Dr. Peirson noted that the two surgeries he performed were the “first account of the use of ether in surgical operations outside of the Massachusetts General Hospital following the demonstration of October 16.” A year after his accident, Osborne was fitted with an artificial leg made by Benjamin Franklin “B.F.” Palmer who, on 4 November 1846 – almost at the exact moment of Osborne’s accident – was awarded the first American patent for an artificial leg. Just a month after Osborne received his new leg, his younger brother, Edwin, began working for Palmer in his New Hampshire workshop; following rave reviews at the 1851 Great Exhibition, Edwin Osborn managed Palmer's London workshop. In 1877, Edwin was awarded his own patent for an improved artificial leg. Out of his brother’s tragedy, Edwin Osborne, the surgeon-artist, had seized opportunity.

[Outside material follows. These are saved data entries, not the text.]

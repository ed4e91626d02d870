//! CLI command implementations
//!
//! Commands take their queues and index as trait objects; `main` resolves the real
//! clients and hands them in.

pub mod archive;
pub mod deadletter;
pub mod enqueue;

use std::time::Duration;

/// Sleep between messages; a zero pacing never yields to the timer
pub(crate) async fn pace(pacing: Duration) {
    if !pacing.is_zero() {
        tokio::time::sleep(pacing).await;
    }
}
//! Common types used across Datakube

use chrono::{DateTime, Utc};
use serde::{Deserialize, Serialize};
use uuid::Uuid;

use crate::error::DatakubeError;

/// Handle identifying a product (dataset type) in the index.
///
/// Products compare by name only.
#[derive(Debug, Clone, PartialEq, Eq, Hash, PartialOrd, Ord, Serialize, Deserialize)]
#[serde(transparent)]
pub struct ProductRef(String);

impl ProductRef {
    pub fn new(name: impl Into<String>) -> Self {
        Self(name.into())
    }

    pub fn name(&self) -> &str {
        &self.0
    }
}

impl std::fmt::Display for ProductRef {
    fn fmt(&self, f: &mut std::fmt::Formatter<'_>) -> std::fmt::Result {
        f.write_str(&self.0)
    }
}

impl From<&str> for ProductRef {
    fn from(name: &str) -> Self {
        Self::new(name)
    }
}

/// A dataset as known by the index.
#[derive(Debug, Clone, PartialEq, Eq, Serialize, Deserialize)]
pub struct DatasetRef {
    /// Dataset identifier assigned by the index
    pub id: Uuid,

    /// Product the dataset belongs to
    pub product: ProductRef,

    /// Creation time recorded in the dataset's metadata, if any
    #[serde(default)]
    pub creation_time: Option<DateTime<Utc>>,
}

impl DatasetRef {
    pub fn new(id: Uuid, product: ProductRef) -> Self {
        Self {
            id,
            product,
            creation_time: None,
        }
    }

    pub fn with_creation_time(mut self, creation_time: DateTime<Utc>) -> Self {
        self.creation_time = Some(creation_time);
        self
    }
}

/// How lineage sources referenced by a metadata document are resolved
/// when the document is registered.
#[derive(Debug, Clone, Copy, PartialEq, Eq, Hash, Serialize, Deserialize, Default)]
#[serde(rename_all = "lowercase")]
pub enum SourcesPolicy {
    /// Sources must already exist in the index
    #[default]
    Verify,
    /// Missing sources are created
    Ensure,
    /// Sources are ignored
    Skip,
}

impl SourcesPolicy {
    pub fn as_str(&self) -> &'static str {
        match self {
            SourcesPolicy::Verify => "verify",
            SourcesPolicy::Ensure => "ensure",
            SourcesPolicy::Skip => "skip",
        }
    }
}

impl std::str::FromStr for SourcesPolicy {
    type Err = DatakubeError;

    fn from_str(s: &str) -> std::result::Result<Self, Self::Err> {
        match s.trim().to_lowercase().as_str() {
            "verify" => Ok(SourcesPolicy::Verify),
            "ensure" => Ok(SourcesPolicy::Ensure),
            "skip" => Ok(SourcesPolicy::Skip),
            _ => Err(DatakubeError::InvalidSourcesPolicy(s.to_string())),
        }
    }
}

impl std::fmt::Display for SourcesPolicy {
    fn fmt(&self, f: &mut std::fmt::Formatter<'_>) -> std::fmt::Result {
        f.write_str(self.as_str())
    }
}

Having fit a personal story into history and converted many Unknown Unknowns into Known Knowns, I often contemplate whether learning and knowing something that was previously unknown makes a difference. Does it really matter that my great-great-great-grandfather was the third individual to benefit from the use of ether during a surgical procedure? Does it matter that his grandfather was a Revolutionary War soldier who marched on the Lexington Alarm on the morning of 19 April 1775? Does it matter that their ancestors were victims of the Salem Witchcraft hysteria?
Those not bitten by the genealogy bug will say – as someone once did when I mentioned a Mayflower ancestor – that those discoveries and three dollars would get me a cup of coffee, the suggestion being that only the three dollars is worth anything. But anyone who has caught the fever knows the truth of the old proverb: that to forget one’s ancestors is to be a brook without a source, a tree without a root. Knowing your family … priceless. There are some things money can’t buy.
[1] Amy Whorf McGuiggan, Finding Emma: My Search for the Family My Grandfather Never Knew (Amherst, Mass.: Small Batch Books, 2019).
[2] The amphitheater, now known as the Ether Dome, was designated a National Historic Site in 1965.
[3] Since 1928, the Journal has been published as the New England Journal of Medicine.